### The input

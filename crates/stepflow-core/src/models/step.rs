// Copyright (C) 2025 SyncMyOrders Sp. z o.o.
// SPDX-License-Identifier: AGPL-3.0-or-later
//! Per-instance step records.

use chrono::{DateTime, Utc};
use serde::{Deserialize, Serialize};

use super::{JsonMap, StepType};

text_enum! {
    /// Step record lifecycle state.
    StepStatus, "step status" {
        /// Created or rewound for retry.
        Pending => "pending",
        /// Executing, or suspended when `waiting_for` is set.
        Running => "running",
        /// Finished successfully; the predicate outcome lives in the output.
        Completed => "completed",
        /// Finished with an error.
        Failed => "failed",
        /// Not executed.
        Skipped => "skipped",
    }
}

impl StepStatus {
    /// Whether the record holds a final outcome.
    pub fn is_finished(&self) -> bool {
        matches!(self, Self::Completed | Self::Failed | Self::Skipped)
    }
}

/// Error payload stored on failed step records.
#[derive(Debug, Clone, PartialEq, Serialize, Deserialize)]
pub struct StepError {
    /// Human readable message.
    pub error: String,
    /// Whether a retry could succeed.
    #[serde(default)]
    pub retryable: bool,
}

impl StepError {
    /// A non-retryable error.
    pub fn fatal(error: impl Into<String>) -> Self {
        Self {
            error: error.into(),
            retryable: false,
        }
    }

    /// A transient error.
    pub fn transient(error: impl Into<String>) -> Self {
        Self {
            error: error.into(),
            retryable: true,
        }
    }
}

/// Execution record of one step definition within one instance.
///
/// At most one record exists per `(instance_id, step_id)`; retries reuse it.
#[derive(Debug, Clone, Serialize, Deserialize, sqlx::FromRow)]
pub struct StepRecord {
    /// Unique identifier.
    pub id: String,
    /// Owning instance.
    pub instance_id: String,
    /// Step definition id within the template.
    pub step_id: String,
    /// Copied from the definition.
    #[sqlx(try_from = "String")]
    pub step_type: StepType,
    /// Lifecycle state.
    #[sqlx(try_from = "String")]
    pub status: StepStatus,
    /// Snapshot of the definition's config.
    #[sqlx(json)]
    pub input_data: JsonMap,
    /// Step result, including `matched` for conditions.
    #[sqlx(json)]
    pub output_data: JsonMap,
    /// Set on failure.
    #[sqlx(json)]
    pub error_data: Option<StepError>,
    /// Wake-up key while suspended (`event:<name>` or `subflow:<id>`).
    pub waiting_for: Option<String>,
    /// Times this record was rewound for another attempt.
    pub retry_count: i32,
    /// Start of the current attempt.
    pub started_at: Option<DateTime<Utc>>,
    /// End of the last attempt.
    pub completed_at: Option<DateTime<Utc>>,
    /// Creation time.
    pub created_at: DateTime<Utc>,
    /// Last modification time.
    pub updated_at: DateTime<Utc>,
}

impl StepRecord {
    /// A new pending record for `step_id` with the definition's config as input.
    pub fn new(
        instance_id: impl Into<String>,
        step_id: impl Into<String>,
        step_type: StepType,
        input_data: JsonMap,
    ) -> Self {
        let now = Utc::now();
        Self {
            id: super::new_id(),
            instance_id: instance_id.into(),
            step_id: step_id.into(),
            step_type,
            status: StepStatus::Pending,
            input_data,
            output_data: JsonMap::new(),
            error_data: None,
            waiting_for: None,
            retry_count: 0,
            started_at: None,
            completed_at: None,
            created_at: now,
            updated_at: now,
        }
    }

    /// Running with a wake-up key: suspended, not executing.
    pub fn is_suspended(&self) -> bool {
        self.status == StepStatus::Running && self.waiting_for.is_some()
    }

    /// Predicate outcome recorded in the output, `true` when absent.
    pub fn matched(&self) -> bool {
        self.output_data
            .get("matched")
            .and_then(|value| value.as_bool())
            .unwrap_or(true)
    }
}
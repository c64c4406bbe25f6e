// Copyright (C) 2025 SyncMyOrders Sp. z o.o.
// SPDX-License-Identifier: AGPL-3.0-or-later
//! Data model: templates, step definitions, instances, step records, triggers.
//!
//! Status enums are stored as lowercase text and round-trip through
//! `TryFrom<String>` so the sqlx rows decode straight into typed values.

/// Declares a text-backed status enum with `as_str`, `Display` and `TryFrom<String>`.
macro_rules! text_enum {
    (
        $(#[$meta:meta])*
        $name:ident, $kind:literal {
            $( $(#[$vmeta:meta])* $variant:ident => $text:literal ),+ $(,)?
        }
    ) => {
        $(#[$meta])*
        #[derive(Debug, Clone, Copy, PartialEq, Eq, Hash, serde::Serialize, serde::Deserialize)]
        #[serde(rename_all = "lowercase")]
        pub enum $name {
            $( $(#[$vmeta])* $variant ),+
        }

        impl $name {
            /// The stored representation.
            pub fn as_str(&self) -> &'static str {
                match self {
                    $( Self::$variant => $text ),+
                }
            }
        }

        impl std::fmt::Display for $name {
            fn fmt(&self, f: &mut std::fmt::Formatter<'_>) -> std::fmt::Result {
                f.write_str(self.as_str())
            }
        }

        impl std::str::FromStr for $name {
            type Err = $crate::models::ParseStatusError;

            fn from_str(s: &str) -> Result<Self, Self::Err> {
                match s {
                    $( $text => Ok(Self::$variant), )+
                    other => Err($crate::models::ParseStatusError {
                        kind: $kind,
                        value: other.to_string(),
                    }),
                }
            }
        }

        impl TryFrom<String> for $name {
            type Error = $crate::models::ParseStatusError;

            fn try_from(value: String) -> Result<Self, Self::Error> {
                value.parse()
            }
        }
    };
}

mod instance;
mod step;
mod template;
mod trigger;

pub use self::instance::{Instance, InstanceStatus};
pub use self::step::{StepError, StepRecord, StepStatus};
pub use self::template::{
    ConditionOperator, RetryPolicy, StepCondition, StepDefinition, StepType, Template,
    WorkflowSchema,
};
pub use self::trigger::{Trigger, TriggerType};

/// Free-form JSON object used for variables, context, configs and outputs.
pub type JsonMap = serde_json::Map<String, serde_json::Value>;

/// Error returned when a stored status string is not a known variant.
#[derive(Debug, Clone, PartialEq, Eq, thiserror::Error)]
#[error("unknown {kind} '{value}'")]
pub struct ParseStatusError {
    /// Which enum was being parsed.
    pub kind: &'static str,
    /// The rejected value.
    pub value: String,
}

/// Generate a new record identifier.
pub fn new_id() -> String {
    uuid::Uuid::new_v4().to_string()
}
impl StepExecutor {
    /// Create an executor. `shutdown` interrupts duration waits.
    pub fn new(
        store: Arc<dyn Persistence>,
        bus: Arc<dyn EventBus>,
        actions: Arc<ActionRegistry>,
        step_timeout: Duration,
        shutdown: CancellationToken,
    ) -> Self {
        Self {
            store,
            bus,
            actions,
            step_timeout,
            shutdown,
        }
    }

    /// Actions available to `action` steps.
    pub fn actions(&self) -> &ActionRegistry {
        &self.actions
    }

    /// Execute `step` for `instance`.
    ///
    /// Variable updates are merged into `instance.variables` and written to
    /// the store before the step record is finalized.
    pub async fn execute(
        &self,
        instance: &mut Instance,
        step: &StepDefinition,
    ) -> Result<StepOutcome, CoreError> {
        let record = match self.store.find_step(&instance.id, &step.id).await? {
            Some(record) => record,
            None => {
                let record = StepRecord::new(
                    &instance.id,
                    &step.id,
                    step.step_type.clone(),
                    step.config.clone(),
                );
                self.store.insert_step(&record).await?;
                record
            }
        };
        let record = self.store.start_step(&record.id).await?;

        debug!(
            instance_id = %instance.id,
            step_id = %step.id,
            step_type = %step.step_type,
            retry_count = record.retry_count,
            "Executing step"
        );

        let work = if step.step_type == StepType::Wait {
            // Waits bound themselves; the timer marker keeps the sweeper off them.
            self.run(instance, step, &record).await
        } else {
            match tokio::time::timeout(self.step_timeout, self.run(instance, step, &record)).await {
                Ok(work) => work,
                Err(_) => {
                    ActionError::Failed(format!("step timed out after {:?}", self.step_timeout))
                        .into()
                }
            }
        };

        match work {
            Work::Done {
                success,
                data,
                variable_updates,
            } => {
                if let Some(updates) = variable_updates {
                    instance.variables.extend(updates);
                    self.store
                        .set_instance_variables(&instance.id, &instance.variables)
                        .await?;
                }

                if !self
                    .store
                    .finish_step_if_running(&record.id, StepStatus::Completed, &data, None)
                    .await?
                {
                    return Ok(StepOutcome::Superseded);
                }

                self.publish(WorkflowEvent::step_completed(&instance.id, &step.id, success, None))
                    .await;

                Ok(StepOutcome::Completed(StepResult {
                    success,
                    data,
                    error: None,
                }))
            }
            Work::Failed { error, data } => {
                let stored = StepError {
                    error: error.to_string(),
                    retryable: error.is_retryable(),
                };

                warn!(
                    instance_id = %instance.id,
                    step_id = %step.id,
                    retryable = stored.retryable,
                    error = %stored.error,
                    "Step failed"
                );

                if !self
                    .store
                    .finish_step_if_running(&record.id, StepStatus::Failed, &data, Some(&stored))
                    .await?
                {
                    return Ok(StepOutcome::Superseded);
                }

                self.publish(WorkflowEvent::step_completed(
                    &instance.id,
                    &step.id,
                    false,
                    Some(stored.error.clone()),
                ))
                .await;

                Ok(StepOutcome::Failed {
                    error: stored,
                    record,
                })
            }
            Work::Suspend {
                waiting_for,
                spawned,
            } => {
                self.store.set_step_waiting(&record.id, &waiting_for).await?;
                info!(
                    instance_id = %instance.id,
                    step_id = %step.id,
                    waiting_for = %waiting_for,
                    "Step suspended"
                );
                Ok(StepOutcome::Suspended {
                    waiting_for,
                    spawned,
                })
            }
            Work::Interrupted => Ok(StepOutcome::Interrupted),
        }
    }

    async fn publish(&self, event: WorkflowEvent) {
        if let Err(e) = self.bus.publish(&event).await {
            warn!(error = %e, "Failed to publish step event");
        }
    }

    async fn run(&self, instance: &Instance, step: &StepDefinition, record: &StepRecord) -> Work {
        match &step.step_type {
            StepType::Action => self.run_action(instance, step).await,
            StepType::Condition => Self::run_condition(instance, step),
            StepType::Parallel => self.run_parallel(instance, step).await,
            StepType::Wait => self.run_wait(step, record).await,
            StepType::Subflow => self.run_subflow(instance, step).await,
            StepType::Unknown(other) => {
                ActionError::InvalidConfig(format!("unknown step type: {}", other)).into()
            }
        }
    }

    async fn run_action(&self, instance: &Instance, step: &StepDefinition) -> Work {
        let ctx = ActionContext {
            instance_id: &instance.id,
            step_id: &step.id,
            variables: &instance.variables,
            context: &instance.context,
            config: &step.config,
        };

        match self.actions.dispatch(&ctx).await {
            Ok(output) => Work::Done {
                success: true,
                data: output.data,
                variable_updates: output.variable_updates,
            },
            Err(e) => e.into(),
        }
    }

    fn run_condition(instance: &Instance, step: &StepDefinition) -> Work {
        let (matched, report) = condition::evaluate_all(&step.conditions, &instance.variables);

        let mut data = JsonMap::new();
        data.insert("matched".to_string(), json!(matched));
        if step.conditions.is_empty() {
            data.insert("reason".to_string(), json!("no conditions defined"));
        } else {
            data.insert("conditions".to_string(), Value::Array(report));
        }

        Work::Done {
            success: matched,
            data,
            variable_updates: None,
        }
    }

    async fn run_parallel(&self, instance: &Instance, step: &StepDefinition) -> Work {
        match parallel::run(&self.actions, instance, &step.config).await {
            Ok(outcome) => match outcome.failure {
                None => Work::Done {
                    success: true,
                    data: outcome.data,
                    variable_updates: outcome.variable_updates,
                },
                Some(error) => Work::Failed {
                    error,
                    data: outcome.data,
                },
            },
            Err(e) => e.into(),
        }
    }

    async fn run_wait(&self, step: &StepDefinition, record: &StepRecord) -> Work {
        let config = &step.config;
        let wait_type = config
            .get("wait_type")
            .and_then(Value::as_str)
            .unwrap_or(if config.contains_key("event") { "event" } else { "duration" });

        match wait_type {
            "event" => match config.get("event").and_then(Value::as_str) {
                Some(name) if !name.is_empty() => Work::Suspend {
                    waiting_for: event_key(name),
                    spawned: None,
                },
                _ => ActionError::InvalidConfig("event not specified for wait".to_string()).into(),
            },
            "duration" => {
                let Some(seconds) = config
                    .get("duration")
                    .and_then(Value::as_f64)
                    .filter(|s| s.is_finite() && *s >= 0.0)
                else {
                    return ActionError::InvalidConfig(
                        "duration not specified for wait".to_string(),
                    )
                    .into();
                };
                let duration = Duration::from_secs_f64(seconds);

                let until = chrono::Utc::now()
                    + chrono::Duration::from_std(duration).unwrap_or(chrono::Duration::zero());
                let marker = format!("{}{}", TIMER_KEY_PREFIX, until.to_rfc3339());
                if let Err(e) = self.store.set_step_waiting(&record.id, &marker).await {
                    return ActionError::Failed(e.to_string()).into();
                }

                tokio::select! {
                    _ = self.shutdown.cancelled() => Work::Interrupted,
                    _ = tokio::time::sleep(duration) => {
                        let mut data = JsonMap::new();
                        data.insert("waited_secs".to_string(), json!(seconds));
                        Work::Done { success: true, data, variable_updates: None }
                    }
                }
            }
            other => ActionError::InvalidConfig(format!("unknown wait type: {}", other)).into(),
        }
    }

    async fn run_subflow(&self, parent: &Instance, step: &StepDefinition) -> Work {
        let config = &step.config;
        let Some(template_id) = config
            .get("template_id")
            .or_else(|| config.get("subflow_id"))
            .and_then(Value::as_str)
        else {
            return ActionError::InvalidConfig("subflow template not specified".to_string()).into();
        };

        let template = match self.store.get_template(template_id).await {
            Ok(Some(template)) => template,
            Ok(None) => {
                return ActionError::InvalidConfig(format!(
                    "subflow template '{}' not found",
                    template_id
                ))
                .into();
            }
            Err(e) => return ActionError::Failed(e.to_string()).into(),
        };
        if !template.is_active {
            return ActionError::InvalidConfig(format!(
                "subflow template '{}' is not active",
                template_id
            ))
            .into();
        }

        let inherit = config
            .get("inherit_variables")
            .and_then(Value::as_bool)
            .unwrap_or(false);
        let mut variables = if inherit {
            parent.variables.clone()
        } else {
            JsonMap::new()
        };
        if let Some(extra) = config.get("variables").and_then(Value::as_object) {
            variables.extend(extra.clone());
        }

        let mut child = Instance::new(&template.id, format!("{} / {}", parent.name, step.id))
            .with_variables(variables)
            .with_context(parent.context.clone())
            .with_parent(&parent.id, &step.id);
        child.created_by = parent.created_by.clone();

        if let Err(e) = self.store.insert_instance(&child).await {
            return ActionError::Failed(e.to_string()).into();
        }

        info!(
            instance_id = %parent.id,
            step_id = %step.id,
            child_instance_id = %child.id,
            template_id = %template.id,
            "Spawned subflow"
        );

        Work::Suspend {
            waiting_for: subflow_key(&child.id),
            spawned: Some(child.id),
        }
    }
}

######

■ **What to work on**
Please show every line of the records that holds the word "extend".

■ **Your solution**
                    instance.variables.extend(updates);
            variables.extend(extra.clone());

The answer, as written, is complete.